В ночь решения молниеносно в голове пронесся ряд инициатив, которые
все - осуществились-таки; к сентябрю Ася с матерью едет в Москву; помещение
подготовляю им я; я обращаюсь к "Мусагету", отдавая ему право печатать все
мои давно разошедшиеся книги, четыре "Симфонии", три сборника стихов161, том
"Путевых впечатлений", который напишу за границей; отдаю все в будущем
написанное; но - умоляю выдать тотчас три тысячи рублей на революцию жизни;
что вытечет из всего, я не думал; но вмысливалось инстинктивно: нет, -
дудки! Сизифово колесо, "Мусагет", я не буду катить; согласен закабалиться
лишь в смысле книжной продукции; но редактировать вместе с Метнером?..
Тропинка вела, извиваясь меж чудовищных гущ и коряг; вдруг - прорыв:
ослепительный фосфор луны; и - ширь дали: простор неизвестности!
Так в глухом волынском лесу моя воля принимает решение: оборвать нити,
связавшие с прошлым; и этот второй мой разрыв с модернизмом, подобный
разрыву с университетской средой, - опять-таки крутой поворот: линии жизни.
ОТЪЕЗД
В Москве ожидал меня ворох трудностей: отысканье квартиры Тургеневым,
переговоры с Метнером о возможности получить мне заем; Метнер дал мне с
неохотой согласье на это; не денежные затрудненья мрачили его, а уезд с А.
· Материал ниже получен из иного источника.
//! Usage records and exactly-once emission
//!
//! Both pipelines end here: a VM lifecycle ends when its resource is
//! deleted, a job ends at its terminal transition. Either way the
//! emitter converts what was consumed into line-item quantities and
//! hands one [`UsageRecord`] to the billing sink. The emission ledger
//! is checked before the hand-off and written after it, keyed on
//! subject plus transition, so a crash and restart can re-drive the
//! same transition without billing it twice.

use std::collections::HashSet;
use std::sync::Arc;
use std::time::Duration;

use async_trait::async_trait;
use chrono::{DateTime, Utc};
use serde::Serialize;
use tokio::sync::Mutex;
use tracing::{debug, info};
use uuid::Uuid;

use gantry_core::{AdapterError, ResourceId, ResourceRequest, Result};
use gantry_scheduler::{JobMetrics, TerminalSink, TerminalSnapshot};

const BYTES_PER_GB: u64 = 1024 * 1024 * 1024;

/// Line-item quantities the billing pipeline prices
#[derive(Debug, Clone, Copy, Default, PartialEq, Serialize)]
pub struct Quantities {
    /// CPU core-seconds
    pub cpu_core_seconds: u64,
    /// Memory GB-seconds
    pub memory_gb_seconds: u64,
    /// GPU device-seconds
    pub gpu_seconds: u64,
    /// Node-hours
    pub node_hours: f64,
}

impl Quantities {
    /// Quantities for a finished job, straight from its frozen metrics
    pub fn from_job(metrics: &JobMetrics) -> Self {
        Self {
            cpu_core_seconds: metrics.cpu_core_seconds,
            memory_gb_seconds: metrics.memory_gb_seconds,
            gpu_seconds: metrics.gpu_seconds,
            node_hours: metrics.node_hours,
        }
    }

    /// Quantities for a VM that held `resources` for `lifetime`
    pub fn for_vm(resources: &ResourceRequest, lifetime: Duration) -> Self {
        let seconds = lifetime.as_secs();
        Self {
            cpu_core_seconds: seconds * resources.cpu_millis / 1000,
            memory_gb_seconds: seconds * (resources.memory_bytes / BYTES_PER_GB),
            gpu_seconds: seconds * u64::from(resources.gpu_units),
            node_hours: seconds as f64 / 3600.0,
        }
    }
}

/// One terminal transition's worth of usage, the sole artifact the
/// billing collaborator consumes
#[derive(Debug, Clone, Serialize)]
pub struct UsageRecord {
    /// Unique record identifier
    pub record_id: Uuid,
    /// Resource or job the usage belongs to
    pub subject_id: String,
    /// Terminal transition that produced the record
    pub transition: String,
    /// Billable quantities
    pub quantities: Quantities,
    /// When the record was emitted
    pub emitted_at: DateTime<Utc>,
}

/// Where finished usage records go
#[async_trait]
pub trait BillingSink: Send + Sync {
    /// Hand one record to the billing collaborator
    async fn submit(&self, record: &UsageRecord) -> Result<()>;
}

/// Remembers which terminal transitions have already been billed
#[async_trait]
pub trait EmissionLedger: Send + Sync {
    /// Whether this transition was already emitted
    async fn is_recorded(&self, key: &str) -> Result<bool>;

    /// Mark this transition emitted
    async fn record(&self, key: &str) -> Result<()>;
}

/// In-process ledger; share one instance to survive an engine rebuild
#[derive(Default)]
pub struct MemoryLedger {
    keys: Mutex<HashSet<String>>,
}

impl MemoryLedger {
    /// Empty ledger
    pub fn new() -> Self {
        Self::default()
    }
}

#[async_trait]
impl EmissionLedger for MemoryLedger {
    async fn is_recorded(&self, key: &str) -> Result<bool> {
        Ok(self.keys.lock().await.contains(key))
    }

    async fn record(&self, key: &str) -> Result<()> {
        self.keys.lock().await.insert(key.to_string());
        Ok(())
    }
}

/// Billing sink that writes each record to the log as one JSON line
pub struct LoggingSink;

#[async_trait]
impl BillingSink for LoggingSink {
    async fn submit(&self, record: &UsageRecord) -> Result<()> {
        let line = serde_json::to_string(record)
            .map_err(|e| AdapterError::backend(format!("usage record serialization: {e}")))?;
        info!("Usage record: {}", line);
        Ok(())
    }
}

/// Converts terminal snapshots into usage records, exactly once each
pub struct UsageEmitter {
    ledger: Arc<dyn EmissionLedger>,
    sink: Arc<dyn BillingSink>,
}

impl UsageEmitter {
    /// Create an emitter over a ledger and a billing sink
    pub fn new(ledger: Arc<dyn EmissionLedger>, sink: Arc<dyn BillingSink>) -> Self {
        Self { ledger, sink }
    }

    /// Emit one record for `subject_id`'s `transition`.
    ///
    /// Returns `None` when the ledger shows the transition was already
    /// billed. The ledger is written only after the sink accepts the
    /// record, so a failed hand-off stays owed and the next drive of
    /// the same transition retries it.
    pub async fn emit(
        &self,
        subject_id: &str,
        transition: &str,
        quantities: Quantities,
    ) -> Result<Option<UsageRecord>> {
        let key = format!("{subject_id}:{transition}");
        if self.ledger.is_recorded(&key).await? {
            debug!("Usage for {} already emitted, skipping", key);
            return Ok(None);
        }

        let record = UsageRecord {
            record_id: Uuid::new_v4(),
            subject_id: subject_id.to_string(),
            transition: transition.to_string(),
            quantities,
            emitted_at: Utc::now(),
        };
        self.sink.submit(&record).await?;
        self.ledger.record(&key).await?;
        info!(
            "Usage emitted for {}: {} cpu-core-seconds, {} gb-seconds, {} gpu-seconds",
            key,
            record.quantities.cpu_core_seconds,
            record.quantities.memory_gb_seconds,
            record.quantities.gpu_seconds
        );
        Ok(Some(record))
    }

    /// Emit the deletion record for a VM-shaped resource
    pub async fn emit_vm_deleted(
        &self,
        id: &ResourceId,
        resources: &ResourceRequest,
        lifetime: Duration,
    ) -> Result<Option<UsageRecord>> {
        self.emit(id.as_str(), "deleted", Quantities::for_vm(resources, lifetime))
            .await
    }
}

#[async_trait]
impl TerminalSink for UsageEmitter {
    async fn job_finished(&self, snapshot: &TerminalSnapshot) -> Result<()> {
        let quantities = Quantities::from_job(&snapshot.metrics);
        self.emit(&snapshot.job_id.to_string(), &snapshot.state.to_string(), quantities)
            .await
            .map(|_| ())
    }
}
Тургеневой, им воспринятый как диверсия против всех его планов; не нравилось
ему и то, что я еду в Италию, а не в Германию; интересы к Италии - это-де
культурный упадок; как только в Москве разнеслась весть о нашем уезде, она
была принята как, конечно же, брак; и тут выяснилось, что охотников
устраивать мою жизнь было много; мой отъезд воспринимался вообще как весьма
непохвальный поступок; чего ему нужно? Есть у него "Мусагет", свое дело;
сиди и работай в нем!
Разумеется, все "молвы" и взгляды, которыми мерили Асю, уже появившуюся
в Москве, не способствовали улучшению моих отношений с Москвой; я, давяся
негодованием, не без хитрости до времени его затаил, пункту-альнейше
исполняя "обязанности"; ибо я себя окончательно ощутил птицей, захлопнутой в
клетку; я был связан с Москвой в материальном разрезе; рассерди я тех, от
кого зависело меня выпустить, - все будущее мое ломалось; у меня не было ни
гроша; мать имела скромный достаток, обеспечивающий ее жизнь и позволявший
ей изредка, в виде исключения, оказывать мне скромную помощь; у Аси не было
ни гроша; у матери ее - тоже: при огромном семействе и скромном жалованьи
лесничего В. К. Кампиони единственно чем мог поддержать нас - это открыть
дверь своей гостеприимной хаты.
Много есть форм оказывать человеку поддержку; и "Мусагет" мне ее
оказал, предоставив в мое распоряжение три тысячи; но этим он меня покупал
целиком как писателя: на ряд лет; но и три тысячи, - выдай он мне
единовременно их, я мог бы их утилизировать целесообразно; нет, меня ущемили
и тут обещанием высылать ежемесячно рублей двести - триста, что впоследствии
было вечным источником траты денег: из-за ожидания их; каково ждать перевода
в Тунисе, в Каире и бросить на ожиданье не менее семисот рублей, лишиться
поездки к нильским порогам, к Галилейскому озеру? Кожебаткин, от которого
зависела высылка, опаздывал с ней иногда на месяц; а мы - томились, не имея
возможности никуда двинуться.
Форма, в которой "Мусагет" оказал мне помощь, была жестока; оттого я
воспринял ее враждебно.
В сплошном томлении провели мы с Асей три месяца - сентябрь, октябрь,
почти весь ноябрь; "Мусагет" не отпускал., мотивируя необходимостью
заседать, праздно преть и т. д.; единственно, что было отрадой мне, - это
использовать праздное для меня сидение на подготовку моих ритмистов к умению
работать и двигать науку о ритме самостоятельно.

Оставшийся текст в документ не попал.